I'll look for it, but it has been awhile.
It has nothing to do with with safety, but it is relevant to terps descent gradient criteria. You are correct; every radial closer to the actual inbound course is easier, if not necessarily safer.
Here is the FAA reasoning: If you are inbound on an airway, there is a published MEA. It is therefore possible to calculate the descent required from the MEA to the intermediate segment altitude and divide by the intermediate segment distance to get gradient. For intermediate segments, 150ft/nm is around optimum, with 318ft/nm being maximum.
If you are arriving on any other radial, it is assumed that there is no no published MEA. (Yes, I know that one degree makes no practical difference, but that is not the way the red-tape makers think.)
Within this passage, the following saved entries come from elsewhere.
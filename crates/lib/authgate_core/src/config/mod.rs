//! Startup configuration helpers — allow-list parsing and secret resolution.

use thiserror::Error;
use tracing::warn;

use crate::auth::allow_list::AllowList;

/// Development signing secret used when none is configured.
pub const DEV_SIGNING_SECRET: &str = "myfancysecret";

/// Configuration errors.
#[derive(Debug, Error)]
pub enum ConfigError {
    #[error("Invalid allow-list entry at position {0}: expected 'username:password'")]
    InvalidAllowListEntry(usize),

    #[error("Invalid users API address '{0}': {1}")]
    InvalidUsersApiAddress(String, String),

    #[error("Invalid signing secret: {0}")]
    InvalidSecret(String),
}

/// Parse a comma-separated `username:password` list into an allow-list.
///
/// Each entry splits on its first `:`, so passwords may contain colons but
/// usernames may not. Whitespace around the username is ignored; the password
/// is taken verbatim. Blank entries are skipped.
pub fn parse_allowed_users(raw: &str) -> Result<AllowList, ConfigError> {
    let mut pairs = Vec::new();
    for (idx, entry) in raw.split(',').enumerate() {
        if entry.trim().is_empty() {
            continue;
        }
        match entry.split_once(':') {
            Some((user, pass)) if !user.trim().is_empty() => pairs.push((user.trim(), pass)),
            _ => return Err(ConfigError::InvalidAllowListEntry(idx)),
        }
    }
    Ok(AllowList::from_pairs(pairs))
}

/// Resolve the signing secret, falling back to the development default.
pub fn resolve_signing_secret(configured: Option<&str>) -> String {
    match configured {
        Some(secret) if !secret.is_empty() => secret.to_string(),
        _ => {
            warn!("no JWT secret configured, using the development default");
            DEV_SIGNING_SECRET.to_string()
        }
    }
}
//! HTTP client for the users API.
//!
//! `GET {base}/users/{username}` with a read-scoped bearer token signed with
//! the shared secret. The password is not sent; the allow-list pre-check is
//! what ties it to the username.

use std::time::Duration;

use async_trait::async_trait;
use reqwest::{Client, Response, StatusCode};
use tracing::debug;
use url::Url;

use super::{LookupError, UserDirectory};
use crate::auth::jwt::{SigningSecret, generate_service_token};
use crate::models::auth::{Credentials, RequestContext, UserRecord};

/// Header carrying the request correlation id.
pub const REQUEST_ID_HEADER: &str = "x-request-id";

/// Default timeout for a single users API call.
pub const DEFAULT_TIMEOUT: Duration = Duration::from_secs(5);

/// Maximum error body size kept for diagnostics.
pub const MAX_ERROR_BODY_BYTES: usize = 4 * 1024;

/// [`UserDirectory`] backed by the remote users API.
#[derive(Debug, Clone)]
pub struct HttpUserDirectory {
    client: Client,
    base_url: Url,
    secret: SigningSecret,
}

impl HttpUserDirectory {
    /// Build a client for `base_url` with a per-request `timeout`.
    pub fn new(base_url: Url, secret: SigningSecret, timeout: Duration) -> Result<Self, LookupError> {
        let client = Client::builder()
            .timeout(timeout)
            .build()
            .map_err(|e| LookupError::Transport(format!("client build: {e}")))?;
        Ok(Self {
            client,
            base_url,
            secret,
        })
    }

    fn user_url(&self, username: &str) -> Result<Url, LookupError> {
        let mut url = self.base_url.clone();
        url.path_segments_mut()
            .map_err(|_| LookupError::Transport(format!("invalid users API base URL: {}", self.base_url)))?
            .pop_if_empty()
            .push("users")
            .push(username);
        Ok(url)
    }
}

/// Read at most [`MAX_ERROR_BODY_BYTES`] of an error response body.
async fn read_error_body(mut resp: Response) -> String {
    let mut buf = Vec::new();
    let mut truncated = false;
    loop {
        match resp.chunk().await {
            Ok(Some(chunk)) => {
                buf.extend_from_slice(&chunk);
                if buf.len() > MAX_ERROR_BODY_BYTES {
                    truncated = true;
                    break;
                }
            }
            Ok(None) => break,
            Err(_) => {
                truncated = true;
                break;
            }
        }
    }
    buf.truncate(MAX_ERROR_BODY_BYTES);
    let mut body = String::from_utf8_lossy(&buf).into_owned();
    if truncated {
        body.push_str("...[truncated]");
    }
    body
}

fn classify(e: reqwest::Error) -> LookupError {
    if e.is_timeout() {
        LookupError::Timeout
    } else {
        LookupError::Transport(e.to_string())
    }
}

#[async_trait]
impl UserDirectory for HttpUserDirectory {
    /// The users API resolves usernames only.
    fn verifies_password(&self) -> bool {
        false
    }

    async fn lookup_user(
        &self,
        credentials: &Credentials,
        ctx: &RequestContext,
    ) -> Result<UserRecord, LookupError> {
        let url = self.user_url(&credentials.username)?;
        let token = generate_service_token(&credentials.username, &self.secret)
            .map_err(|e| LookupError::Transport(e.to_string()))?;

        let mut request = self.client.get(url.clone()).bearer_auth(token);
        if let Some(request_id) = &ctx.request_id {
            request = request.header(REQUEST_ID_HEADER, request_id);
        }

        debug!(%url, "looking up user");
        let resp = request.send().await.map_err(classify)?;

        match resp.status() {
            StatusCode::OK => {}
            StatusCode::UNAUTHORIZED | StatusCode::FORBIDDEN | StatusCode::NOT_FOUND => {
                return Err(LookupError::WrongCredentials);
            }
            status => {
                return Err(LookupError::UnexpectedStatus {
                    status: status.as_u16(),
                    body: read_error_body(resp).await,
                });
            }
        }

        let bytes = resp.bytes().await.map_err(classify)?;
        let user: UserRecord =
            serde_json::from_slice(&bytes).map_err(|e| LookupError::Decode(e.to_string()))?;

        if user.username != credentials.username {
            return Err(LookupError::Decode(format!(
                "requested user '{}' but got '{}'",
                credentials.username, user.username
            )));
        }

        Ok(user)
    }
}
Since there is no published MEA, it is impossible to calculate the descent required on the intermediate segment, and therefore you can't authorize that as a NoPT route, since terps requires that all segments have a calculated gradient. Purely legalese.
Now, you might then remark: " But what if I was on the airway at 9000ft? What about that descent gradient NOW?! You would be correct of course. But as always, the line had to be drawn somewhere, and it was not necessarily drawn in the most logical place.
Personally, I think it should be authorized to go stright-in from anywhere in the sector, but the feds never ask me for my blessing on these matters.